Кому он это говорит?
«Ленуар?» – переспрашивает Шампольон. Он пожимает плечами. Внезапно в нем загорается искра надежды. Ведь он всего лишь вчера видел Ленуара. Они знакомы вот уже год. Ленуар – крупный ученый, но звезд с неба не хватает. «Этого не может быть, – говорит он. – Никто об этом ничего не рассказывал. Даже сам Ленуар никогда не проронил об этом ни полслова».
«Тебя это удивляет? – спрашивает приятель. – Кто же раньше времени распространяется о подобных открытиях?»
Шампольон внезапно выходит из оцепенения: «Кто книготорговец?»
И вот он в лавке. Дрожащими руками отсчитывает монеты на пыльный прилавок. Распродано еще только несколько экземпляров. Он спешит домой, бросается на продавленный диван и начинает читать…

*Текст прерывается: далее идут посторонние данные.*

//! Resumable grant traversal state.
//!
//! A `TraversalStack` records how far grant resolution for one resource has
//! progressed. It is exchanged with the host as an opaque page token, so the
//! token is the only state that survives between calls.
//!
//! ## Token format
//!
//! A non-empty stack is encoded as a JSON array of frames, bottom first.
//! The empty stack is encoded as the empty string, which the host reads as
//! "start" on input and "done" on output.

use crate::error::{ModelError, ModelResult};
use serde::{Deserialize, Serialize};

/// The traversal level a frame belongs to.
#[derive(Debug, Clone, Copy, PartialEq, Eq, Hash)]
pub enum FrameKind {
    /// A schedule and its rotation pages.
    Schedule,
    /// A single rotation's member list.
    ScheduleRotation,
}

/// One unit of suspended traversal progress.
#[derive(Debug, Clone, PartialEq, Eq, Serialize, Deserialize)]
#[serde(tag = "kind", rename_all = "snake_case")]
pub enum Frame {
    /// Progress through a schedule.
    Schedule {
        /// Schedule id.
        schedule_id: String,
        /// Upstream cursor of the next rotation page; empty for the first page.
        rotation_cursor: String,
        /// Whether owner and on-call grants were already emitted.
        owners_resolved: bool,
    },
    /// A rotation whose members have not been emitted yet.
    ScheduleRotation {
        /// Id of the schedule the rotation belongs to.
        schedule_id: String,
        /// Rotation id.
        rotation_id: String,
    },
}

impl Frame {
    /// Creates the frame for a schedule that has not been visited yet.
    pub fn schedule(schedule_id: impl Into<String>) -> Self {
        Frame::Schedule {
            schedule_id: schedule_id.into(),
            rotation_cursor: String::new(),
            owners_resolved: false,
        }
    }

    /// Creates the frame resuming a schedule at the given rotation cursor.
    pub fn schedule_continuation(
        schedule_id: impl Into<String>,
        rotation_cursor: impl Into<String>,
    ) -> Self {
        Frame::Schedule {
            schedule_id: schedule_id.into(),
            rotation_cursor: rotation_cursor.into(),
            owners_resolved: true,
        }
    }

    /// Creates the frame for one of a schedule's rotations.
    pub fn rotation(schedule_id: impl Into<String>, rotation_id: impl Into<String>) -> Self {
        Frame::ScheduleRotation {
            schedule_id: schedule_id.into(),
            rotation_id: rotation_id.into(),
        }
    }

    /// Returns the frame's traversal level.
    pub fn kind(&self) -> FrameKind {
        match self {
            Frame::Schedule { .. } => FrameKind::Schedule,
            Frame::ScheduleRotation { .. } => FrameKind::ScheduleRotation,
        }
    }

    /// Returns the id of the schedule or rotation the frame concerns.
    pub fn resource_id(&self) -> &str {
        match self {
            Frame::Schedule { schedule_id, .. } => schedule_id,
            Frame::ScheduleRotation { rotation_id, .. } => rotation_id,
        }
    }

    /// Returns the id of the schedule whose grants the frame resolves.
    pub fn schedule_id(&self) -> &str {
        match self {
            Frame::Schedule { schedule_id, .. } | Frame::ScheduleRotation { schedule_id, .. } => {
                schedule_id
            }
        }
    }
}

/// An ordered, last-in-first-out sequence of frames.
#[derive(Debug, Clone, Default, PartialEq, Eq)]
pub struct TraversalStack {
    frames: Vec<Frame>,
}

impl TraversalStack {
    /// Creates an empty stack.
    pub fn new() -> Self {
        Self::default()
    }

    /// Creates a stack holding a single frame.
    pub fn seeded(frame: Frame) -> Self {
        Self {
            frames: vec![frame],
        }
    }

    /// Decodes a page token.
    ///
    /// The empty token decodes to the empty stack.
    ///
    /// # Errors
    ///
    /// Returns `ModelError::MalformedToken` if the token is not a non-empty
    /// sequence of frames with non-empty ids, all belonging to one schedule
    /// and holding at most one schedule frame.
    pub fn decode(token: &str) -> ModelResult<Self> {
        if token.is_empty() {
            return Ok(Self::new());
        }

        let frames: Vec<Frame> =
            serde_json::from_str(token).map_err(|e| ModelError::malformed(e.to_string()))?;

        if frames.is_empty() {
            return Err(ModelError::malformed("empty frame sequence"));
        }

        let owner = frames[0].schedule_id();
        let mut schedule_frames = 0;
        for frame in &frames {
            if frame.resource_id().is_empty() || frame.schedule_id().is_empty() {
                return Err(ModelError::malformed("frame with empty id"));
            }
            if frame.schedule_id() != owner {
                return Err(ModelError::malformed(format!(
                    "frames span schedules {owner} and {}",
                    frame.schedule_id()
                )));
            }
            if frame.kind() == FrameKind::Schedule {
                schedule_frames += 1;
                if schedule_frames > 1 {
                    return Err(ModelError::malformed(format!(
                        "schedule {owner} appears more than once"
                    )));
                }
            }
        }

        Ok(Self { frames })
    }

    /// Encodes the stack as a page token.
    ///
    /// # Errors
    ///
    /// Returns `ModelError::Encode` if serialization fails.
    pub fn encode(&self) -> ModelResult<String> {
        if self.frames.is_empty() {
            return Ok(String::new());
        }
        serde_json::to_string(&self.frames).map_err(|e| ModelError::Encode(e.to_string()))
    }

    /// Returns the top frame.
    pub fn peek(&self) -> Option<&Frame> {
        self.frames.last()
    }

    /// Removes and returns the top frame.
    pub fn pop(&mut self) -> Option<Frame> {
        self.frames.pop()
    }

    /// Pushes a frame on top.
    pub fn push(&mut self, frame: Frame) {
        self.frames.push(frame);
    }

    /// Returns the number of frames.
    pub fn len(&self) -> usize {
        self.frames.len()
    }

    /// Returns true if no frames remain.
    pub fn is_empty(&self) -> bool {
        self.frames.is_empty()
    }

    /// Returns the frames, bottom first.
    pub fn frames(&self) -> &[Frame] {
        &self.frames
    }
}

impl FromIterator<Frame> for TraversalStack {
    fn from_iter<I: IntoIterator<Item = Frame>>(iter: I) -> Self {
        Self {
            frames: iter.into_iter().collect(),
        }
    }
}
//! Error types for the connector.

use rootly_client::{ClientError, Operation};
use rootly_model::ModelError;
use thiserror::Error;

/// Result type for connector operations.
pub type ConnectorResult<T> = Result<T, ConnectorError>;

/// Errors that can occur while listing resources, entitlements or grants.
#[derive(Error, Debug)]
pub enum ConnectorError {
    /// The page token could not be decoded.
    #[error("malformed page token: {0}")]
    MalformedToken(String),

    /// An upstream call failed.
    #[error("rootly-connector: {operation} failed: {source}")]
    Upstream {
        /// Logical upstream operation.
        operation: Operation,
        /// Underlying client error.
        #[source]
        source: ClientError,
    },

    /// A required identifier was empty.
    #[error("required field missing: {0}")]
    RequiredFieldMissing(&'static str),

    /// The next page token could not be encoded.
    #[error("failed to encode page token: {0}")]
    Encode(String),

    /// Credentials or endpoint could not be validated.
    #[error("rootly-connector: failed to validate credentials: {source}")]
    Validation {
        /// Underlying client error.
        #[source]
        source: ClientError,
    },

    /// A listing did not finish within the configured page limit.
    #[error("{what} for {resource} did not finish within {limit} pages")]
    PageLimitExceeded {
        /// What was being listed.
        what: &'static str,
        /// Resource (or resource type) being listed.
        resource: String,
        /// Page limit.
        limit: usize,
    },
}

impl ConnectorError {
    /// Returns a mapper wrapping a client error for `operation`.
    pub fn upstream(operation: Operation) -> impl FnOnce(ClientError) -> ConnectorError {
        move |source| ConnectorError::Upstream { operation, source }
    }

    /// Returns the failed upstream operation, if this is an upstream error.
    pub fn operation(&self) -> Option<Operation> {
        match self {
            ConnectorError::Upstream { operation, .. } => Some(*operation),
            _ => None,
        }
    }
}

impl From<ModelError> for ConnectorError {
    fn from(err: ModelError) -> Self {
        match err {
            ModelError::MalformedToken(message) => ConnectorError::MalformedToken(message),
            ModelError::Encode(message) => ConnectorError::Encode(message),
        }
    }
}

/// Fails with `RequiredFieldMissing` if `value` is empty.
pub(crate) fn require(value: &str, field: &'static str) -> ConnectorResult<()> {
    if value.is_empty() {
        Err(ConnectorError::RequiredFieldMissing(field))
    } else {
        Ok(())
    }
}

#[cfg(test)]
mod tests {
    use super::*;

    #[test]
    fn upstream_error_names_operation() {
        let err =
            ConnectorError::upstream(Operation::ListScheduleRotations)(ClientError::status(503));
        assert_eq!(err.operation(), Some(Operation::ListScheduleRotations));
        assert_eq!(
            err.to_string(),
            "rootly-connector: list-schedule-rotations failed: upstream returned status 503"
        );
    }

    #[test]
    fn model_errors_convert() {
        let err: ConnectorError = ModelError::malformed("eof").into();
        assert!(matches!(err, ConnectorError::MalformedToken(_)));
        assert_eq!(err.operation(), None);

        let err: ConnectorError = ModelError::Encode("io".into()).into();
        assert!(matches!(err, ConnectorError::Encode(_)));
    }
}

А затем на кухне вдова Мекран внезапно оставляет свои горшки: из комнаты ее квартиранта раздаются странные звуки. Она прислушивается, затем бежит, открывает дверь в его комнату…
На диване лежит Франсуа Шампольон. Все его тело вздрагивает, изо рта вырываются какие-то нечленораздельные выкрики… Он смеется! Он, несомненно, смеется, весь сотрясаясь в приступе истерического хохота. В руке он держит книгу Ленуара.